O terceiro comentário é de autoria de uma profissional que também tenho a honra de acompanhar há décadas. É pioneira nas pesquisas em saúde social e controle público, e que, graças à sua sensibilidade cidadã, foi determinante na disseminação da pioneira, mas modesta, experiência do FORUMCORLAD, não só em nível estadual, mas nacional e internacionalmente (era representante da Rede Brasil quando foi possível construir o monitoramento do Programa BID Pantanal e a Plenária Permanente de Fóruns de Políticas Públicas de Mato Grosso do Sul).

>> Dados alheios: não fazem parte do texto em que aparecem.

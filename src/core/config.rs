use super::constants::*;

/// Attribute-style keys accepted by [`EffectConfig::apply`].
pub const OVERRIDE_KEYS: [&str; 5] = ["sweep-ms", "pause-ms", "overshoot", "idle-ms", "drift-step"];

#[derive(Debug, thiserror::Error, PartialEq)]
pub enum ConfigError {
    #[error("unknown setting `{0}`")]
    UnknownKey(String),
    #[error("`{key}` expects a number, got `{value}`")]
    NotANumber { key: String, value: String },
    #[error("`{key}` must be positive, got {value}")]
    NotPositive { key: String, value: f64 },
}

/// Tuning for one mounted effect. Defaults come from `core::constants`; a page
/// can override individual values through `data-*` attributes on the container.
#[derive(Debug, Clone, PartialEq)]
pub struct EffectConfig {
    pub sweep_ms: f64,
    pub pause_ms: f64,
    pub overshoot_px: f64,
    pub idle_ms: f64,
    pub drift_step: f64,
}

impl Default for EffectConfig {
    fn default() -> Self {
        Self {
            sweep_ms: SWEEP_DURATION_MS,
            pause_ms: SWEEP_PAUSE_MS,
            overshoot_px: BEAM_OVERSHOOT_PX,
            idle_ms: IDLE_THRESHOLD_MS,
            drift_step: DRIFT_ANGLE_STEP,
        }
    }
}

impl EffectConfig {
    /// Sets one value from its string form. Leaves the config untouched on error.
    pub fn apply(&mut self, key: &str, value: &str) -> Result<(), ConfigError> {
        let slot = match key {
            "sweep-ms" => &mut self.sweep_ms,
            "pause-ms" => &mut self.pause_ms,
            "overshoot" => &mut self.overshoot_px,
            "idle-ms" => &mut self.idle_ms,
            "drift-step" => &mut self.drift_step,
            _ => return Err(ConfigError::UnknownKey(key.to_string())),
        };
        let parsed: f64 = value
            .trim()
            .parse()
            .map_err(|_| ConfigError::NotANumber {
                key: key.to_string(),
                value: value.to_string(),
            })?;
        // Overshoot may be zero; every other value must be positive.
        let valid = if key == "overshoot" {
            parsed.is_finite() && parsed >= 0.0
        } else {
            parsed.is_finite() && parsed > 0.0
        };
        if !valid {
            return Err(ConfigError::NotPositive {
                key: key.to_string(),
                value: parsed,
            });
        }
        *slot = parsed;
        Ok(())
    }

    /// Applies every pair, collecting the failures instead of stopping.
    pub fn with_overrides<'a, I>(mut self, pairs: I) -> (Self, Vec<ConfigError>)
    where
        I: IntoIterator<Item = (&'a str, &'a str)>,
    {
        let mut errors = Vec::new();
        for (key, value) in pairs {
            if let Err(e) = self.apply(key, value) {
                errors.push(e);
            }
        }
        (self, errors)
    }
}
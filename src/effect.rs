use crate::controller::HeroController;
use crate::dom;
use crate::events::{pointer, EventListener};
use crate::schedule::{FrameLoop, Timer};
use glam::DVec2;
use std::cell::RefCell;
use std::rc::{Rc, Weak};

/// State shared by the frame loops, the idle timer and the input handlers.
///
/// Callbacks only hold `Weak` references; dropping the owning [`HeroEffect`]
/// releases everything.
pub struct Shared {
    controller: RefCell<HeroController>,
    /// Coalesced reflection update: at most one per frame.
    update: FrameLoop,
    sweep: FrameLoop,
    drift: FrameLoop,
    idle_timer: Timer,
}

impl Shared {
    fn new(controller: HeroController) -> Rc<Self> {
        Rc::new_cyclic(|weak: &Weak<Shared>| {
            let w = weak.clone();
            let update = FrameLoop::new(move |_ts| {
                if let Some(s) = w.upgrade() {
                    s.controller.borrow().update_reflections();
                }
                false
            });

            let w = weak.clone();
            let sweep = FrameLoop::new(move |ts| {
                let Some(s) = w.upgrade() else {
                    return false;
                };
                s.controller.borrow_mut().sweep_tick(ts);
                true
            });

            let w = weak.clone();
            let drift = FrameLoop::new(move |_ts| {
                let Some(s) = w.upgrade() else {
                    return false;
                };
                let drifting = s.controller.borrow_mut().drift_step();
                if drifting {
                    s.update.start();
                }
                drifting
            });

            let w = weak.clone();
            let idle_timer = Timer::new(move || {
                if let Some(s) = w.upgrade() {
                    s.on_idle_timeout();
                }
            });

            Shared {
                controller: RefCell::new(controller),
                update,
                sweep,
                drift,
                idle_timer,
            }
        })
    }

    /// Real pointer or touch movement.
    pub fn on_pointer(&self, pos: DVec2) {
        self.controller.borrow_mut().set_pointer(pos);
        self.update.start();
        self.note_activity();
    }

    pub fn on_resize(&self) {
        self.controller.borrow_mut().refresh_frame();
    }

    fn note_activity(&self) {
        let threshold = {
            let mut c = self.controller.borrow_mut();
            if c.idle.record_activity(instant::now()) {
                log::debug!("[hero] idle drift cancelled");
            }
            c.refresh_frame();
            c.idle.threshold_ms()
        };
        self.drift.stop();
        self.arm_idle_timer(threshold);
    }

    fn on_idle_timeout(&self) {
        let now = instant::now();
        let (entered, still_active, remaining) = {
            let mut c = self.controller.borrow_mut();
            let entered = c.idle.enter_idle(now);
            (entered, !c.idle.is_idle(), c.idle.remaining_ms(now))
        };
        if entered {
            log::debug!("[hero] idle, starting drift");
            self.drift.start();
        } else if still_active {
            // Fired ahead of the tracker's clock; wait out the difference.
            self.arm_idle_timer(remaining);
        }
    }

    fn arm_idle_timer(&self, delay_ms: f64) {
        if let Err(e) = self.idle_timer.arm(delay_ms) {
            log::error!("[hero] idle timer: {:?}", e);
        }
    }
}

/// A mounted hero effect. Dropping it cancels every loop and listener.
pub struct HeroEffect {
    shared: Rc<Shared>,
    _listeners: Vec<EventListener>,
}

impl HeroEffect {
    /// Binds to the page and starts the effect. `Ok(None)` when the page has
    /// no hero container or no reflection targets.
    pub fn mount() -> anyhow::Result<Option<Self>> {
        let now = instant::now();
        let Some(controller) = HeroController::locate(now)? else {
            return Ok(None);
        };
        let (window, document) =
            dom::window_document().ok_or_else(|| anyhow::anyhow!("no window/document"))?;
        let threshold = controller.idle.threshold_ms();
        let shared = Shared::new(controller);

        shared.controller.borrow().update_reflections();
        if !shared.sweep.start() {
            anyhow::bail!("could not schedule the glint sweep");
        }
        shared.idle_timer.arm(threshold)?;
        let listeners = pointer::wire_input_handlers(&window, &document, &shared)?;

        Ok(Some(Self {
            shared,
            _listeners: listeners,
        }))
    }
}

impl Drop for HeroEffect {
    fn drop(&mut self) {
        self.shared.update.stop();
        self.shared.sweep.stop();
        self.shared.drift.stop();
        self.shared.idle_timer.clear();
        log::info!("[hero] unmounted");
    }
}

“Compa Schabib, os hospitais em seus rompantes de autoridade impõem à população o controle sobre os corpos de acordo com a classe social. E, nos hospitais ditos ‘filantrópicos’ isso ainda fica à mercê do poder dos donos... Esse episódio me dói, mas não é exceção, infelizmente! Que dor é essa que não cessa nenhum dia e nenhuma hora?”

Acredito que o debate - sadio, necessário e inadiável - esteja apenas começando, em benefício de toda a coletividade, sobretudo daqueles que não têm voz e vez, preteridos historicamente. Apesar das limitações impostas pela pandemia, nos empenharemos para que a dialética, reflexão-debate-ação, encontre eco entre os agentes públicos.

Porque a centenária entidade hospitalar, patrimônio histórico de nossa população, é a que acolhe, nos momentos de fragilidade, a todos os moradores e visitantes de nossa região. Até como prova de gratidão e carinho por essa casa de saúde cujos dedicados profissionais, com denodo e compromisso ético, têm se doado diuturnamente, expondo-se aos riscos de infecção pela covid-19, muitos dele(a)s tendo ofertado a própria existência no exercício de sua labor, muitas vezes incompreendida.

Obrigado a todo(a)s o(a)s Amigo(a)s que altiva e generosamente nos enviaram seus comentários, os quais serão oportunamente compartilhados, desde que o(a)s autore(a)s autorizem previamente.